But there are further constraints. The numbers $z_1,z_2,z_3$ are zeros of the factor $x^3-5$. As that factor has rational coefficients, all automorphisms must permute these three roots among themselves. Similarly for the remaining pair $z_4,z_5$ as they are the zeros of $x^2-3$. Therefore in the identification of an automorphism with a permutation in $S_5$ of the previous paragraph only the permutations in $\textrm{Sym}(\{z_1,z_2,z_3\})\times \textrm{Sym}(\{z_4,z_5\})$ are allowed. There are 12 such permutations forming a group isomorphic to $S_3\times S_2$. As you had established by other means that $[F:\mathbb{Q}]=12$, we can conclude that all such permutations come from actual automorphisms, and thus the Galois group is isomorphic to $G=S_3\times S_2$.

Let us first calculate the fixed field of the subgroup $H_1=\langle\sigma\rangle$, where $\sigma=(123)(45)$. Here we are given that $\sigma(z_1)=z_2$ and that $\sigma(z_2)=z_3$. As $\sigma$ is an automorphism of fields we get $$ \sigma(\omega)=\sigma\left(\frac{z_2}{z_1}\right)=\frac{\sigma(z_2)}{\sigma(z_1)}=\frac{\omega^2z_1}{\omega z_1}=\omega. $$ Therefore $\omega$ is fixed by $\sigma$, and therefore also by any power of $\sigma$. Thus $\mathbb{Q}(\omega)\subseteq Inv(H_1)$. From Galois theory we know that $[Inv(H_1):\mathbb{Q}]=|G|/|H|=12/6=2$. As $[\mathbb{Q}(\omega):\mathbb{Q}]=2$ it follows that $\mathbb{Q}(\omega)=Inv(H_1)$.

It is fairly clear that the fixed field of the subgroup $H_2\simeq S_3$ that keeps both $z_4$ and $z_5$ fixed is $Inv(H_2)=\mathbb{Q}(\sqrt3)$.
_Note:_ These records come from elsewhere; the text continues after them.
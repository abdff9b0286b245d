// SPDX-FileCopyrightText: 2026 Mattia Egloff <mattia.egloff@pm.me>
//
// SPDX-License-Identifier: GPL-3.0-or-later

//! Structural certificate validation.
//!
//! Checks that a certificate is well formed for its format before it is
//! sent anywhere. Signature trust is the aggregation server's job.

use thiserror::Error;

use super::{CertificateFormat, HealthCertificate};

/// Alphabet of base45 (RFC 9285).
const BASE45_ALPHABET: &str = "0123456789ABCDEFGHIJKLMNOPQRSTUVWXYZ $%*+-./:";

/// Length of a 2D-DOC header (versions 02 and 03).
const DDOC_HEADER_LEN: usize = 22;

/// 2D-DOC unit separator between message and signature.
const DDOC_SIGNATURE_SEPARATOR: char = '\u{1F}';

/// Certificate validation errors.
#[derive(Error, Debug, Clone, PartialEq, Eq)]
pub enum ValidationError {
    #[error("certificate is empty")]
    Empty,

    #[error("unrecognized certificate format")]
    UnknownFormat,

    #[error("invalid character {ch:?} at position {position}")]
    InvalidCharacter { position: usize, ch: char },

    #[error("payload length {len} is not a valid encoding length")]
    InvalidLength { len: usize },

    #[error("2D-DOC header is truncated")]
    TruncatedHeader,

    #[error("2D-DOC signature is missing")]
    MissingSignature,

    #[error("2D-DOC signature is not base32")]
    InvalidSignature,
}

/// A certificate that passed [`validate`]. Only obtainable through it.
#[derive(Debug, Clone, PartialEq, Eq)]
pub struct ValidCertificate(HealthCertificate);

impl ValidCertificate {
    pub fn certificate(&self) -> &HealthCertificate {
        &self.0
    }

    pub fn into_inner(self) -> HealthCertificate {
        self.0
    }
}

/// Validates one certificate without modifying it.
pub fn validate(cert: &HealthCertificate) -> Result<ValidCertificate, ValidationError> {
    let raw = cert.raw();
    if raw.is_empty() {
        return Err(ValidationError::Empty);
    }
    match cert.format() {
        CertificateFormat::EuropeanDcc => validate_dcc(raw)?,
        CertificateFormat::TwoDDoc => validate_2ddoc(raw)?,
        CertificateFormat::Unknown => return Err(ValidationError::UnknownFormat),
    }
    Ok(ValidCertificate(cert.clone()))
}

fn validate_dcc(raw: &str) -> Result<(), ValidationError> {
    let prefix = CertificateFormat::DCC_PREFIX.len();
    let payload = &raw[prefix..];
    if payload.is_empty() {
        return Err(ValidationError::InvalidLength { len: 0 });
    }
    if let Some((i, ch)) = payload
        .chars()
        .enumerate()
        .find(|(_, c)| !BASE45_ALPHABET.contains(*c))
    {
        return Err(ValidationError::InvalidCharacter {
            position: prefix + i,
            ch,
        });
    }
    // Base45 encodes 2 bytes in 3 chars and a trailing byte in 2
    if payload.len() % 3 == 1 {
        return Err(ValidationError::InvalidLength { len: payload.len() });
    }
    Ok(())
}

/// Printable ASCII plus the group, record and unit separators.
fn is_2ddoc_char(c: char) -> bool {
    c.is_ascii_graphic() || matches!(c, ' ' | '\u{1D}' | '\u{1E}' | DDOC_SIGNATURE_SEPARATOR)
}

fn validate_2ddoc(raw: &str) -> Result<(), ValidationError> {
    if let Some((position, ch)) = raw.chars().enumerate().find(|(_, c)| !is_2ddoc_char(*c)) {
        return Err(ValidationError::InvalidCharacter { position, ch });
    }
    if raw.len() < DDOC_HEADER_LEN {
        return Err(ValidationError::TruncatedHeader);
    }
    if let Some((position, ch)) = raw
        .char_indices()
        .skip(2)
        .take(2)
        .find(|(_, c)| !c.is_ascii_digit())
    {
        return Err(ValidationError::InvalidCharacter { position, ch });
    }

    let (message, signature) = raw
        .rsplit_once(DDOC_SIGNATURE_SEPARATOR)
        .ok_or(ValidationError::MissingSignature)?;
    if message.len() < DDOC_HEADER_LEN {
        return Err(ValidationError::TruncatedHeader);
    }
    if signature.is_empty() {
        return Err(ValidationError::MissingSignature);
    }
    let signature = signature.trim_end_matches('=');
    if signature.is_empty()
        || !signature
            .chars()
            .all(|c| c.is_ascii_uppercase() || ('2'..='7').contains(&c))
    {
        return Err(ValidationError::InvalidSignature);
    }
    Ok(())
}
Let's try the last subgroup $H_3$ of order 6. I describe it as follows. We have a homomorphism $f$ from $S_3=Sym(\{z_1,z_2,z_3\})$ to $S_2=\textrm{Sym}(\{z_4,z_5\})$ that maps a permutation $\alpha\in S_3$ to the identity element $(4)(5)$ (resp. to the 2-cycle $(45)$) according to whether $\alpha$ is an even (resp. odd) permutation. Then $$ H_3=\{(\alpha,f(\alpha))\in S_3\times S_2\mid \alpha\in S_3\}. $$ We easily see that $H_3$ is generated by $\beta=(123)$ and $\gamma=(12)(45)$. Because $\beta$ acts on the set $\{z_1,z_2,z_3\}$ the same way as $\sigma$ above, we see that $\beta(\omega)=\omega$ and also that $$\beta(\sqrt{-3})=\beta(2\omega+1)=2\omega+1=\sqrt{-3}.$$ Because $\beta(z_4)=z_4$, we obviously also have $\beta(\sqrt3)=\sqrt3$. What about $\gamma$? First we get $$ \gamma(\omega)=\gamma(\frac{z_2}{z_1})=\frac{\gamma(z_2)}{\gamma(z_1)}=\frac{z_1}{z_2}=\omega^2. $$ As $2\omega=-1+\sqrt{-3}$ and $2\omega^2=-1-\sqrt{-3}$, this implies that $\gamma(\sqrt{-3})=-\sqrt{-3}$. But we also have $$ \gamma(\sqrt3)=\gamma(z_4)=z_5=-\sqrt3. $$ Putting all these bits together we see that $$ \gamma(i)=\gamma\left(\frac{\sqrt{-3}}{\sqrt3}\right)=\frac{-\sqrt{-3}}{-\sqrt3}=i. $$ Similarly we see that $\beta(i)=i$. We can then conclude that $\textrm{Inv}(H_3)=\mathbb{Q}(i)$.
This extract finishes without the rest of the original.